AaronB2.jpgYou're inside the store, so now what? With more stores providing more beers to choose from the task of beer shopping often leads to a paradox of choice for shoppers.

I believe going beer shopping should be a joyous occasion especially with the growing selection due to the surge of craft breweries in the U.S. Even if you are a naysayer that claims “I don't like beer” there is most likely an offering that will pleasantly surprise you.

However, the increased selection has also led to some confusion for consumers. For example, I often get asked how to select “good” beer by friends and even other shoppers.


What is “Good” Beer


Plain and simple, whatever you deem to be good beer is good beer (for you). Your personal preferences are the most important factor, not beer ratings/reviews, friend's recommendations, or following the Beer Judge Certification Program style guidelines. Everyone has their own likes and dislikes so let your palate lead the way.

A Beer's Journey

Some factors you should know about that affect your beer are often out of your control such as the supply chain for beer or even the beer itself. Before beer is stocked on the shelf it has to be transported from the brewery to a distributor (some breweries do self-distribute). Some distributors may refrigerate during transit and storage while others do not. Once beer is delivered to a retailer such as your local grocery store some will sit unrefrigerated as back stock, on the shelf or in cases stacked on the floor. Also the beer itself may have been produced with certain defects making it more susceptible to becoming stale. So, how do you go about selecting the freshest beer?

Steps to Selecting Fresh Beer

1. Select beer that is on the shelf in the refrigerated section. Perhaps the most obvious choice, however, this also has the beneficial effect enjoying your beer a little sooner after you get home!

2. Go to retailers that have a good turnover on their beer. This will take some time and research as you get to know your local stores offerings, determine the knowledge of their staff and collect recommendations from friends. One shop that goes to great lengths to ensure beer quality is By the Bottle and use low UV screened lighting to prevent light struck (skunky) beer.

3. Read! Know when seasonal beers are being released so you can purchase them at the beginning of their season to ensure freshness. Beerpulse and Beer Advocate are good online sources as is Facebook once you “like” a brewers page. There are many more and you may find a local publication that works for you.

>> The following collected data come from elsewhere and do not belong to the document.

//! API Handlers
use std::sync::Arc;

use axum::{
    extract::{Query, State},
    http::{header, StatusCode},
    response::{IntoResponse, Response},
    Json,
};
use serde_json::{json, Value};
use thiserror::Error;

use caniuse_badge::{badge_lines, BadgeError, Layout, RenderOptions};
use caniuse_core::{CompatError, MinimumBrowserVersion, Resolver, CANIUSE_VERSION};
use caniuse_registry::{filter_result, BrowserFilter};

use crate::AppState;

const SVG_CONTENT_TYPE: &str = "image/svg+xml";

#[derive(Debug, Error)]
pub enum ApiError {
    #[error("Feature parameter is required. Please provide at least one feature to check. Example: ?features=api:AbortController")]
    MissingFeatures,

    #[error("{0}")]
    InvalidLayout(String),

    #[error("Invalid filter \"{0}\". Or the filter did not match any browsers. Please provide a valid browser filter.")]
    NoMatchingBrowsers(String),

    #[error(transparent)]
    Compat(#[from] CompatError),

    #[error(transparent)]
    Badge(#[from] BadgeError),

    #[error(transparent)]
    Metrics(#[from] prometheus::Error),
}

impl ApiError {
    pub fn status(&self) -> StatusCode {
        match self {
            ApiError::MissingFeatures | ApiError::InvalidLayout(_) | ApiError::NoMatchingBrowsers(_) => {
                StatusCode::BAD_REQUEST
            }
            ApiError::Compat(CompatError::FeatureNotFound(_)) => StatusCode::NOT_FOUND,
            ApiError::Compat(_) | ApiError::Badge(_) | ApiError::Metrics(_) => {
                StatusCode::INTERNAL_SERVER_ERROR
            }
        }
    }

    /// Label for the failure counter.
    fn reason(&self) -> &'static str {
        match self {
            ApiError::MissingFeatures => "missing_features",
            ApiError::InvalidLayout(_) => "invalid_layout",
            ApiError::NoMatchingBrowsers(_) => "no_matching_browsers",
            ApiError::Compat(CompatError::FeatureNotFound(_)) => "feature_not_found",
            ApiError::Compat(_) => "dataset",
            ApiError::Badge(_) => "render",
            ApiError::Metrics(_) => "metrics",
        }
    }
}

impl IntoResponse for ApiError {
    fn into_response(self) -> Response {
        (
            self.status(),
            [(header::CONTENT_TYPE, "text/plain")],
            self.to_string(),
        )
            .into_response()
    }
}

/// Parameters shared by the badge endpoints.
///
/// `features` and `filter` may repeat; `layout` is `vertical` or `horizontal`.
#[derive(Debug, Default, PartialEq, Eq)]
pub struct BadgeQuery {
    pub features: Vec<String>,
    pub filters: Vec<String>,
    pub layout: Layout,
}

impl BadgeQuery {
    pub fn from_pairs(pairs: Vec<(String, String)>) -> Result<Self, ApiError> {
        let mut query = BadgeQuery::default();
        for (key, value) in pairs {
            match key.as_str() {
                "features" if !value.trim().is_empty() => query.features.push(value),
                "filter" => query.filters.push(value),
                "layout" => query.layout = value.parse().map_err(ApiError::InvalidLayout)?,
                _ => {}
            }
        }

        if query.features.is_empty() {
            return Err(ApiError::MissingFeatures);
        }
        Ok(query)
    }
}

fn resolve(state: &AppState, query: &BadgeQuery) -> Result<Vec<MinimumBrowserVersion>, ApiError> {
    let verdicts = Resolver::new(&state.dataset).get_lowest_version_for_features(&query.features)?;
    let filtered = filter_result(&query.filters, verdicts);
    if filtered.is_empty() {
        return Err(ApiError::NoMatchingBrowsers(query.filters.join(", ")));
    }
    Ok(filtered)
}

fn svg_response(status: StatusCode, svg: String) -> Response {
    (status, [(header::CONTENT_TYPE, SVG_CONTENT_TYPE)], svg).into_response()
}

fn record_failure(state: &AppState, err: &ApiError) {
    state.metrics.failure(err.reason());
    tracing::warn!(error = %err, status = %err.status(), "request failed");
}

pub async fn list_all_features(State(state): State<Arc<AppState>>) -> Json<Vec<String>> {
    state.metrics.request("all-features");
    Json(Resolver::new(&state.dataset).get_list_of_features())
}

pub async fn list_filters(State(state): State<Arc<AppState>>) -> Json<Value> {
    state.metrics.request("filters");
    let filters: Vec<Value> = BrowserFilter::ALL
        .iter()
        .map(|filter| json!({ "name": filter.name(), "browsers": filter.browsers() }))
        .collect();
    Json(Value::Array(filters))
}

pub async fn min_browser_version(
    State(state): State<Arc<AppState>>,
    Query(pairs): Query<Vec<(String, String)>>,
) -> Response {
    state.metrics.request("min-browser-version");

    let rendered = BadgeQuery::from_pairs(pairs).and_then(|query| {
        let verdicts = resolve(&state, &query)?;
        let svg = state
            .badges
            .render_badge(&badge_lines(&verdicts), RenderOptions { layout: query.layout })?;
        Ok(svg)
    });

    match rendered {
        Ok(svg) => svg_response(StatusCode::OK, svg),
        Err(err) => {
            record_failure(&state, &err);
            if !matches!(err, ApiError::Compat(_)) {
                return err.into_response();
            }
            match state.badges.render_error(&err.to_string()) {
                Ok(svg) => svg_response(err.status(), svg),
                Err(_) => err.into_response(),
            }
        }
    }
}

pub async fn min_browser_version_json(
    State(state): State<Arc<AppState>>,
    Query(pairs): Query<Vec<(String, String)>>,
) -> Response {
    state.metrics.request("min-browser-version.json");

    match BadgeQuery::from_pairs(pairs).and_then(|query| resolve(&state, &query)) {
        Ok(verdicts) => Json(verdicts).into_response(),
        Err(err) => {
            record_failure(&state, &err);
            (err.status(), Json(json!({ "error": err.to_string() }))).into_response()
        }
    }
}

pub async fn health(State(state): State<Arc<AppState>>) -> (StatusCode, Json<Value>) {
    (
        StatusCode::OK,
        Json(json!({
            "status": "ok",
            "version": CANIUSE_VERSION,
            "features": state.dataset.len()
        })),
    )
}

pub async fn metrics(State(state): State<Arc<AppState>>) -> Response {
    match state.metrics.encode() {
        Ok(text) => (
            StatusCode::OK,
            [(header::CONTENT_TYPE, "text/plain; version=0.0.4")],
            text,
        )
            .into_response(),
        Err(err) => ApiError::from(err).into_response(),
    }
}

4. Shop! Shopping consistently for beer helps you become more familiar with what is new while providing your beer fridge at home with more variety. This allows for the opportunity to forgo buying refrigerated beer, if needed, since you know the beer has not been unrefrigerated for a long period of time if it is newly released.

5. Network! Social media, homebrew clubs and establishments that offer craft beer are fantastic places to sample and gain insights into what you like, when to seek it out and where. This has the added benefit of enjoying limited release beers that may not be available. I also text my beer drinking friends when I find favorite brands that are on sale.

6. Choices! With so many choices of beer it is easy to get overwhelmed. If you are so inclined it may be useful to track the beer you have tried with an app or written notes. Untappd is an app that enables you to rate and review beers, which also allows you to network with others after you have friended them on Untappd.

7. Take risks! At times you may have to step out of normal buying habits and try a beer you missed despite all your efforts. You may be pleasantly surprised. If you don't like the beer, try trading with friend that may appreciate the flavor. In the worst case, if the beer is stale, use some to make chili!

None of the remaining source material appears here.